→ INSTRUCTIONS FOR THE TASK:
Output exactly, with nothing added, the entries from the first line through the line with "fn open_database(config_path: Option<&Path>)".

→ MATERIAL FOR THE TASK:
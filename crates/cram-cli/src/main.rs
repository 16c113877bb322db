use std::io;
use std::path::Path;

use anyhow::{Context, Result};
use chrono::Local;
use clap::Parser;
use tracing_subscriber::EnvFilter;

use cram_cli::commands::{add, delete, edit, export, import, list, report, timeline, toggle};
use cram_cli::{Cli, Commands, Config};
use cram_db::Database;

/// Load config and open database, ensuring the parent directory exists.
fn open_database(config_path: Option<&Path>) -> Result<(Database, Config)> {
    let config = Config::load_from(config_path).context("failed to load configuration")?;
    tracing::debug!(?config, "loaded configuration");

    if let Some(parent) = config.database_path.parent() {
        std::fs::create_dir_all(parent).context("failed to create database directory")?;
    }

    let mut db = Database::open(&config.database_path).context("failed to open database")?;
    db.subscribe(|change| tracing::debug!(?change, "store changed"));
    Ok((db, config))
}

fn main() -> Result<()> {
    let cli = Cli::parse();

    // Initialize tracing with verbose flag support
    let filter = if cli.verbose {
        EnvFilter::new("debug")
    } else {
        EnvFilter::from_default_env()
    };
    // Use try_init to avoid panic if tracing is already initialized (e.g., in tests)
    let _ = tracing_subscriber::fmt()
        .with_env_filter(filter)
        .with_writer(io::stderr)
        .try_init();

    let Some(command) = &cli.command else {
        // No subcommand, show help
        use clap::CommandFactory;
        Cli::command().print_help()?;
        println!();
        return Ok(());
    };

    let (mut db, config) = open_database(cli.config.as_deref())?;
    let mut out = io::stdout().lock();
    let today = Local::now().date_naive();

    match command {
        Commands::Add(args) => {
            add::run(&mut out, &mut db, args, &config)?;
        }
        Commands::Edit(args) => edit::run(&mut out, &mut db, args)?,
        Commands::Delete(args) => delete::run(&mut out, &mut db, args)?,
        Commands::Toggle(args) => toggle::run(&mut out, &mut db, args)?,
        Commands::List(args) => list::run(&mut out, &db, args)?,
        Commands::Timeline(args) => timeline::run(&mut out, &db, args, today)?,
        Commands::Report(args) => report::run(&mut out, &db, args, today)?,
        Commands::Import(args) => {
            import::run(&mut out, &mut db, args)?;
        }
        Commands::Export => {
            export::run(&mut out, &db)?;
        }
    }

    Ok(())
}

→ FINISHED TASK:
filename crates/cram-cli/src/main.rs
repository 16c113877bb322db
use std::io;
use std::path::Path;

use anyhow::{Context, Result};
use chrono::Local;
use clap::Parser;
use tracing_subscriber::EnvFilter;

use cram_cli::commands::{add, delete, edit, export, import, list, report, timeline, toggle};
use cram_cli::{Cli, Commands, Config};
use cram_db::Database;

/// Load config and open database, ensuring the parent directory exists.
fn open_database(config_path: Option<&Path>) -> Result<(Database, Config)> {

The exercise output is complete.